Craig Williams, a member of the Chemical Weapons Working Group, a citizens organization opposed to the incineration program, recently attended congressional hearings in Washington. “The dynamics of this whole situation have changed dramatically,” he said by phone from his office in Berea, Kentucky. “In the ten years I’ve been involved in this, I’ve never seen the Army so inhibited to defend their current program.”

The fiscal ’96 budget is in the making, and the mushrooming cost of the Army’s incineration plans has put that program in a dimming light. Projected to cost $1.7 billion in 1985, the program is now projected at $11.7 billion, and likely more. Officials are reconsidering transportation of chemical munitions from the scattered sites to Tooele, Utah, and possibly another site, maybe in Alabama, where another incinerator would be built. But the scenario of transporting the chemical weapons is complicated by the crossing of state lines with lethal cargo.

“The Chemical Weapons Working Group doesn’t advocate moving of munitions to any facility for incineration,” says Williams. The group’s position is that incineration should be abandoned and that a closed-loop technology — a contained process — should be developed and used to safeguard the environments and the communities surrounding the stockpiles. Their stance may be gaining support from recent research conducted by the Army itself.

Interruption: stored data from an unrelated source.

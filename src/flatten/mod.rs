//! Flattening concatenator
//!
//! Drains a [`PagedSequence`] eagerly into one in-memory ordered
//! collection, for callers that do not need streaming behavior.

use crate::error::Result;
use crate::fetch::PageFetcher;
use crate::sequence::PagedSequence;
use tracing::debug;

/// Drain a paged sequence to exhaustion into one ordered collection
///
/// Items keep their provider order: page fetch order first, intra-page
/// order within each page; nothing is re-sorted. Callers either get the
/// complete listing or an error: a failed page fetch propagates rather
/// than truncating silently.
///
/// Takes the sequence by value; it is consumed whether or not the drain
/// succeeds, so draining the same sequence twice does not type-check.
pub async fn concat<F: PageFetcher>(mut sequence: PagedSequence<F>) -> Result<Vec<F::Item>> {
    let mut all = Vec::new();
    while sequence.has_next() {
        all.extend(sequence.next().await?);
    }
    debug!(
        items = all.len(),
        pages = sequence.pages_yielded(),
        "drained paged sequence"
    );
    Ok(all)
}

#[cfg(test)]
mod tests;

In September of 1994, Congress allocated $45 million for the study of neutralization, a chemically based technology acknowledged by the National Research Council report as a potential adjunct or alternative to incarceration. On May 14, the New York Times ran the headline, “Sludge is said to hold the answer for disposal of mustard gas.” At the Aberdeen proving Ground, mustard was mixed with hot water, then mixed in a separate tank with sewage sludge. Over a 10 day period, the sewage bacteria fed on the chemicals, breaking down the mustard gas into safe by-products. This was accomplished in treating one pint of mustard. The researchers are preparing to test the process on 25 gallon batches of mustard, said Lieut. Col. Steven M. Landry, a chemical engineer and a manager of the project. The Army intends to decide in July of 96 whether or not to build a pilot plant.

Success has also been met in neutralizing the nerve agent VX in room temperature water. Dr. Yu Chu Yang, a civilian scientist and member of the team of 200 private and government scientists working on the neutralization research, published a technical article in the May issue of Chemical and Industry. In it she states, “Neutralizing chemical weapons by simple chemical reactions may be a convenient and cost effective way of disposing of these compounds.”

With such encouraging results emerging from nine months of neutralization research, there arises the question as to whether Congress will increase funding to that work. Will Congress finance the construction of new chemical weapon incinerators?

“Funding is another question says Williams. “The good news is that there’s a new level of scrutiny here, and Congress is no longer just issuing blank checks based on the misrepresentation of success with the current program.”